Jesus was not creating a peaceful ethic out of whole cloth. Isaiah 11:6-9 is the image of the “peaceable kingdom,” of the wolf lying down with the lamb, of God’s holy mountain where lions will eat straw like an ox and where children play near a snake’s nest without fear of harm. Yet how shall this idyllic estate be attained? For Hauerwas, violence as a “right” must be eschewed and can be because the resurrection – “God’s decisive eschatological act” (p. 88) – establishes peace not in some far off future but as a “present reality” (Ibid.). The Sermon on the Mount contains “rigorous demands” but is not “some unrealizable ideal” (p. 85). Because Christians “worship a resurrected Lord, we can take the risk of love”(p. 90). This love is embodied in forgiveness, the only way that we can renounce violence.

The ethic of loving forgiveness is imaginable on a personal basis, and there are stories to bear it out, such as parents of a slain child eventually being able to forgive the guilty party. Here Hauerwas is on solid ground experientially. Where it becomes murkier is relationships between groups or nations. Is a peace ethic workable when so much is at-stake? Cannot “loving one’s neighbor as oneself” mean practicing a love that “protects” (1 Cor. 13:7)?

Yet Hauerwas seems to realize that ethical theory is insufficient. As the old saying affirms, some things are better “caught than taught.” The peaceable kingdom is best modeled not individually by corporately by the winsome lifestyle of the people of God .

The church as God’s “sanctified people”

Chapter 5 explicated the way of non-violence as not only prescribed by the Sermon on the Mount but inaugurated when God raised Jesus from the dead. Now in Chapter 6, Stanley Hauerwas turns to a description of the community of faith as the embodiment of the peaceful ethic. Here, he employs the language of sanctification (p. 97, italics added):

The church is not the kingdom but the foretaste of the kingdom. For it is in the church that the narrative of God is lived in a way that makes the kingdom visible. The church must be the clear manifestation of a people who have learned to be at peace with themselves, one another, the stranger, and of course, most of all, God. There can be no sanctification of individuals without a sanctified people. We need examples and masters, and if we are without either, the church cannot exist as a people who are pledged to be different from the world.

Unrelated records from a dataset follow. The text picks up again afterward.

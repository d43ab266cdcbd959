mod config;
mod controller;
mod host;
mod logging;
mod model;
mod view;

use std::io;
use std::sync::Arc;
use std::time::{Duration, Instant};
use anyhow::Result;
use tokio::sync::Mutex;
use crossterm::{
    event::{self, DisableMouseCapture, EnableMouseCapture, Event},
    execute,
    terminal::{disable_raw_mode, enable_raw_mode, EnterAlternateScreen, LeaveAlternateScreen},
};
use ratatui::{backend::CrosstermBackend, layout::Rect, Terminal};

use config::SiteConfig;
use controller::AppController;
use host::{NoNativeShare, SystemClipboard};
use model::AppModel;
use view::{AppView, FrameState};

#[tokio::main]
async fn main() -> Result<()> {
    if let Err(e) = logging::init_logging() {
        eprintln!("Warning: Failed to initialize logging: {}", e);
    }

    tracing::info!("=== Pressroom Starting ===");

    let (site_config, config_error) = match SiteConfig::load() {
        Ok(config) => (config, None),
        Err(e) => {
            tracing::warn!(error = %e, "Could not load site configuration, using defaults");
            (SiteConfig::default(), Some(e))
        }
    };

    let app_model = AppModel::new(site_config);
    if let Some(e) = config_error {
        app_model
            .set_error(AppController::format_error("Site configuration ignored", &e))
            .await;
    }
    app_model.sync_metadata().await;

    let model = Arc::new(Mutex::new(app_model));
    let controller = AppController::new(
        model.clone(),
        Arc::new(NoNativeShare),
        Arc::new(SystemClipboard),
    );

    tracing::info!("Starting TUI...");

    enable_raw_mode()?;
    let mut stdout = io::stdout();
    execute!(stdout, EnterAlternateScreen, EnableMouseCapture)?;
    let backend = CrosstermBackend::new(stdout);
    let mut terminal = Terminal::new(backend)?;

    let res = run_app(&mut terminal, model, controller.clone()).await;

    controller.shutdown().await;

    // Restore terminal
    disable_raw_mode()?;
    execute!(terminal.backend_mut(), LeaveAlternateScreen, DisableMouseCapture)?;
    terminal.show_cursor()?;

    if let Err(err) = res {
        tracing::error!(error = ?err, "Application error");
    }

    tracing::info!("Pressroom shutting down");
    Ok(())
}

async fn run_app(
    terminal: &mut Terminal<CrosstermBackend<io::Stdout>>,
    model: Arc<Mutex<AppModel>>,
    controller: AppController,
) -> io::Result<()> {
    loop {
        // Get current state
        let (state, should_quit) = {
            let model_guard = model.lock().await;

            // Expire notices, copied flags and simulated loads
            model_guard.run_timers(Instant::now()).await;

            (
                FrameState {
                    playback: model_guard.get_playback().await,
                    ui_state: model_guard.get_ui_state().await,
                    widgets: model_guard.get_widgets().await,
                    head: model_guard.get_head().await,
                },
                model_guard.should_quit().await,
            )
        };

        if should_quit {
            break;
        }

        terminal.draw(|f| {
            AppView::render(f, &state);
        })?;

        // Short poll keeps the playback clock and shimmer smooth
        if event::poll(Duration::from_millis(50))? {
            match event::read()? {
                Event::Key(key) => {
                    if let Err(e) = controller.handle_key_event(key).await {
                        tracing::warn!(error = %e, "Key handling failed");
                    }
                }
                Event::Mouse(mouse) => {
                    let size = terminal.size()?;
                    let screen = Rect::new(0, 0, size.width, size.height);
                    if let Err(e) = controller.handle_mouse_event(mouse, screen).await {
                        tracing::warn!(error = %e, "Mouse handling failed");
                    }
                }
                _ => {}
            }
        }
    }

    Ok(())
}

Hauwerwas is not writing a book on Christian doctrine. Nonetheless, he has touched upon a grossly neglected point in biblical theology generally, and in Wesleyan theology particularly. We preach an individualistic salvation, that God wants to save me and sanctify me. But what would it look like for God to sanctify us? Hauerwas develops this point by speaking of God’s “holy people” as those who maintain a life of “charity, hospitality, and justice” (p. 109). Importantly, he remarks: “The kind of holiness that marks the church, however, is not that of moral perfection, but the holiness of a people who have learned not to fear one another and thus are capable of love” (p. 110). This rings true with the teaching of John Wesley, who summed up the essence of holiness as love of God and neighbor.

On the concept of a “just war” 

While Stanley Hauwerwas capably lays out the argument of a Christian ethic of peace, his response at the end of chapter 6 to what is commonly called “just war theory” is shallow. In the context of “freedom” and “justice,” he acknowledges the logic of a government (state) that “uses violence to restrain those who have no respect for the lives and rights of other people in that society” (p. 114). To use the colorful turn-of- phrase from a friend, “There is only one cure for a rabid animal.” Regarding the use of force to prevent a greater evil, Hauerwas admits that no one “can easily dismiss the power of this position” (p. 114). Yet he laments that we too quickly turn to violence when faced with violence, and that “it stills the imaginative search for non-violent ways of resistance to injustice” (Ibid.).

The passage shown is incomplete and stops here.